Stored items:
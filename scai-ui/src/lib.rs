//! scai-ui library interface
//!
//! Session/event orchestration for the SimCity AI operator console. Exposes public
//! APIs for the `scai-ui` binary and for integration testing.

pub mod backend;
pub mod console;
pub mod controller;
pub mod error;
pub mod events;
pub mod map;
pub mod materializer;
pub mod session;
pub mod stages;
pub mod stream_client;

pub use crate::backend::{Backend, HttpBackend, RunId};
pub use crate::controller::{SessionController, StartOutcome};
pub use crate::error::{UiError, UiResult};
pub use crate::events::{RunOutcome, SessionBus, SessionUpdate};
pub use crate::session::{ResultPanel, Session, ViewMode};
pub use crate::stream_client::{StreamClient, StreamDelivery, StreamHandle, StreamSubscription};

Try it = Each entry above needs to be duplicated verbatim.

Final answer =
filename scai-ui/src/lib.rs
//! scai-ui library interface
//!
//! Session/event orchestration for the SimCity AI operator console. Exposes public
//! APIs for the `scai-ui` binary and for integration testing.

pub mod backend;
pub mod console;
pub mod controller;
pub mod error;
pub mod events;
pub mod map;
pub mod materializer;
pub mod session;
pub mod stages;
pub mod stream_client;

pub use crate::backend::{Backend, HttpBackend, RunId};
pub use crate::controller::{SessionController, StartOutcome};
pub use crate::error::{UiError, UiResult};
pub use crate::events::{RunOutcome, SessionBus, SessionUpdate};
pub use crate::session::{ResultPanel, Session, ViewMode};
pub use crate::stream_client::{StreamClient, StreamDelivery, StreamHandle, StreamSubscription};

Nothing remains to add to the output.